Título: Caderninho dá pista sobre bom pagador
Autor: Marques, Felipe
Fonte: Valor Econômico, 30/06/2011, Finanças, p. C8

De São Paulo

Uma brochura de arame. Essa é a primeira coisa que Marcelo Lacerda, supervisor de agentes de microcrédito do Itaú, procura na hora de conceder empréstimo. "Eu sempre vou atrás do caderninho", diz. "Quero ver se a pessoa controla o quanto vende e o quanto gasta com o negócio no mês. Eu sempre olho também o fiado."

Buscar os caderninhos que fazem as vezes de contabilidade dos clientes é apenas um dos critérios que os bancos precisam adotar na hora de conceder empréstimos para microempreendedores. Com a alta informalidade dos negócios, fica difícil usar as ferramentas tradicionais para medir o risco de inadimplência. Por isso, mais do que olhar apenas o faturamento mensal, a concessão de microcrédito depende de critérios inventivos.

"O agente de microcrédito precisa entender o cliente como pessoa, não apenas como representante do banco", diz Lacerda.
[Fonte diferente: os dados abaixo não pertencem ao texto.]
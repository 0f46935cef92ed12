use color_eyre::{eyre::eyre, Result};
use taskstreak_core::{
    clock::Clock,
    date::{is_deadline_allowed, DateKey, DEADLINE_LOOKBACK_DAYS},
    query::{visible_tasks, TaskQuery},
    reducer::Action,
    storage::StateStore,
    tasks::{clean_title, AppState, NewTask, Task, TaskChanges, TaskId},
};
use taskstreak_state::Tracker;

use crate::{cli::TaskCommand, report};

/// Execute a task subcommand against the tracker; returns the lines to print.
pub async fn handle<S: StateStore, C: Clock>(
    cmd: TaskCommand,
    tracker: &mut Tracker<S, C>,
) -> Result<Vec<String>> {
    let today = tracker.moment().today();

    match cmd {
        TaskCommand::List {
            status,
            query,
            sort,
        } => {
            let query = TaskQuery {
                status,
                text: query,
                sort,
            };
            let tasks = visible_tasks(&tracker.state().tasks, &query);
            if tasks.is_empty() {
                return Ok(vec![
                    "No tasks yet. Add one with `taskstreak task add <title>`.".to_string(),
                ]);
            }
            let mut lines = Vec::new();
            for task in tasks {
                lines.push(report::task_line(task, today));
                if let Some(desc) = &task.description {
                    lines.push(format!("    {desc}"));
                }
                if !task.tags.is_empty() {
                    lines.push(format!("    tags: {}", task.tags.join(", ")));
                }
            }
            Ok(lines)
        }
        TaskCommand::Add {
            title,
            description,
            priority,
            deadline,
            tag,
        } => {
            let title = clean_title(&title.join(" ")).ok_or_else(|| eyre!("title is empty"))?;
            check_deadline(deadline, today)?;
            let state = tracker
                .dispatch(Action::AddTask(NewTask {
                    title,
                    description,
                    priority,
                    deadline,
                    tags: tag,
                }))
                .await;
            let task = state
                .tasks
                .first()
                .ok_or_else(|| eyre!("task was not created"))?;
            Ok(vec![format!("Created task {}: {}", task.id, task.title)])
        }
        TaskCommand::Edit {
            id,
            title,
            description,
            priority,
            deadline,
            clear_deadline,
            tag,
        } => {
            let task = resolve(tracker.state(), &id)?;
            let id = task.id.clone();
            let mut changes = TaskChanges::from_task(task);
            if let Some(title) = title {
                changes.title = clean_title(&title).ok_or_else(|| eyre!("title is empty"))?;
            }
            if description.is_some() {
                changes.description = description;
            }
            if let Some(priority) = priority {
                changes.priority = priority;
            }
            if deadline.is_some() {
                check_deadline(deadline, today)?;
                changes.deadline = deadline;
            }
            if clear_deadline {
                changes.deadline = None;
            }
            if !tag.is_empty() {
                changes.tags = tag;
            }
            let state = tracker
                .dispatch(Action::UpdateTask {
                    id: id.clone(),
                    changes,
                })
                .await;
            let title = state.task(&id).map(|t| t.title.as_str()).unwrap_or_default();
            Ok(vec![format!("Updated: {title}")])
        }
        TaskCommand::Toggle { id } => {
            let id = resolve(tracker.state(), &id)?.id.clone();
            let state = tracker.dispatch(Action::ToggleDone { id: id.clone() }).await;
            let task = state.task(&id).ok_or_else(|| eyre!("task disappeared"))?;
            let line = if task.done {
                format!(
                    "Marked done: {} (streak: {})",
                    task.title, state.streak.current
                )
            } else {
                format!("Reopened: {}", task.title)
            };
            Ok(vec![line])
        }
        TaskCommand::Rm { id } => {
            let task = resolve(tracker.state(), &id)?;
            let (id, title) = (task.id.clone(), task.title.clone());
            tracker.dispatch(Action::DeleteTask { id }).await;
            Ok(vec![format!("Deleted: {title}")])
        }
    }
}

fn resolve<'a>(state: &'a AppState, id: &str) -> Result<&'a Task> {
    state
        .task(&TaskId::from(id))
        .or_else(|| state.find_by_prefix(id))
        .ok_or_else(|| eyre!("no task matches id {id:?}"))
}

fn check_deadline(deadline: Option<DateKey>, today: DateKey) -> Result<()> {
    match deadline {
        Some(d) if !is_deadline_allowed(d, today) => Err(eyre!(
            "deadline {d} is more than {DEADLINE_LOOKBACK_DAYS} days in the past"
        )),
        _ => Ok(()),
    }
}

#[cfg(test)]
mod tests {
    use taskstreak_core::{
        clock::{FixedClock, Moment},
        storage::InMemoryStateStore,
        tasks::{Priority, Theme},
    };
    use taskstreak_state::StateRepository;

    use super::*;

    async fn tracker() -> Tracker<InMemoryStateStore, FixedClock> {
        let at = chrono::DateTime::parse_from_rfc3339("2024-01-10T12:00:00Z").expect("parse");
        Tracker::open(
            StateRepository::new(InMemoryStateStore::new()),
            FixedClock(Moment::new(at)),
            Theme::Light,
        )
        .await
    }

    fn add(title: &str) -> TaskCommand {
        TaskCommand::Add {
            title: vec![title.into()],
            description: None,
            priority: Priority::Medium,
            deadline: None,
            tag: vec![],
        }
    }

    #[tokio::test]
    async fn add_then_toggle_by_prefix() {
        let mut tracker = tracker().await;
        handle(add("Example"), &mut tracker).await.expect("add");
        let id = tracker.state().tasks[0].id.to_string();

        let out = handle(TaskCommand::Toggle { id: id[..6].to_string() }, &mut tracker)
            .await
            .expect("toggle");
        assert_eq!(out, vec!["Marked done: Example (streak: 1)".to_string()]);
        let out = handle(TaskCommand::Toggle { id }, &mut tracker)
            .await
            .expect("toggle");
        assert_eq!(out, vec!["Reopened: Example".to_string()]);
    }

    #[tokio::test]
    async fn edit_keeps_omitted_fields() {
        let mut tracker = tracker().await;
        handle(
            TaskCommand::Add {
                title: vec!["Plan".into(), "trip".into()],
                description: Some("flights".into()),
                priority: Priority::High,
                deadline: DateKey::from_ymd(2024, 2, 1),
                tag: vec!["travel".into()],
            },
            &mut tracker,
        )
        .await
        .expect("add");
        let id = tracker.state().tasks[0].id.to_string();

        handle(
            TaskCommand::Edit {
                id,
                title: Some("Plan holiday".into()),
                description: None,
                priority: None,
                deadline: None,
                clear_deadline: true,
                tag: vec![],
            },
            &mut tracker,
        )
        .await
        .expect("edit");
        let task = &tracker.state().tasks[0];
        assert_eq!(task.title, "Plan holiday");
        assert_eq!(task.description.as_deref(), Some("flights"));
        assert_eq!(task.priority, Priority::High);
        assert_eq!(task.deadline, None);
        assert_eq!(task.tags, vec!["travel".to_string()]);
    }

    #[tokio::test]
    async fn rejects_stale_deadline_and_unknown_id() {
        let mut tracker = tracker().await;
        let err = handle(
            TaskCommand::Add {
                title: vec!["Old".into()],
                description: None,
                priority: Priority::Low,
                deadline: DateKey::from_ymd(2022, 1, 1),
                tag: vec![],
            },
            &mut tracker,
        )
        .await;
        assert!(err.is_err());
        assert!(tracker.state().tasks.is_empty());

        let err = handle(TaskCommand::Rm { id: "nope".into() }, &mut tracker).await;
        assert!(err.is_err());
    }

    #[tokio::test]
    async fn list_reports_empty_state() {
        let mut tracker = tracker().await;
        let out = handle(
            TaskCommand::List {
                status: Default::default(),
                query: None,
                sort: Default::default(),
            },
            &mut tracker,
        )
        .await
        .expect("list");
        assert_eq!(out.len(), 1);
        assert!(out[0].starts_with("No tasks yet"));
    }
}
Além de avaliar a contabilidade dos caderninhos e as notas fiscais dos fornecedores, outro expediente bastante utilizado é buscar opinião dos comerciantes vizinhos. "Nós sempre vamos ao sorveteiro e à pizzaria mais próxima perguntar se o cliente é bom pagador", diz.

As visitas constantes ao próprio estabelecimento também entram na rotina do agente de crédito. Esse profissional acompanha os clientes de perto, desde a prospecção, a aprovação do crédito, até a pontualidade dos pagamentos. "O objetivo é diferenciar os que querem dos que sabem empreender", diz Eduardo Ferreira, diretor de microcrédito do Itaú.

Diferentemente do que fazem com os financiamentos tradicionais, os bancos batem na porta do cliente que não paga um empréstimo quase que imediatamente após o atraso. "Às vezes, a gente cobra até na véspera. Dívida cobrada antes é paga primeiro", diz Lacerda. Com esse tipo de prática, a inadimplência após 60 dias se limita a 1%, abaixo dos atrasos observados nas carteiras tradicionais de financiamento ao consumo.

Paulo Laverde, gerente da agência do Banco do Brasil em Paraisópolis, diz que as operações de microcrédito exigem mais jogo de cintura. "Aqui em Paraisópolis, nós precisamos nos adaptar ao cliente". Entre as adaptações, ele cita justamente o contato mais pessoal com o tomador. "Faz parte do nosso processo de avaliação de crédito tomar um café com o cliente ou almoçar no restaurante dele", diz.

O restaurante em questão fica logo em frente à agência de Paraisópolis, num espaço que Joel dos Santos montou com empréstimo que fez no banco. Antes de pegar o crédito, no valor de R$ 5 mil, Joel já era dono de um boteco. Hoje, é a filha, Joélia, quem cozinha e administra o restaurante enquanto ele e o filho, Joelson, cuidam do bar.

Joel veio de Pernambuco e está há 16 anos em Paraisópolis. Trabalhava na construção civil antes de descobrir o tino para os negócios. O plano agora é tomar mais um empréstimo para comprar a casa de trás e expandir o restaurante. "Meu sonho é abrir uma pizzaria para minha filha cuidar. A menina tem jeito pra negócios", ele conta, todo orgulhoso.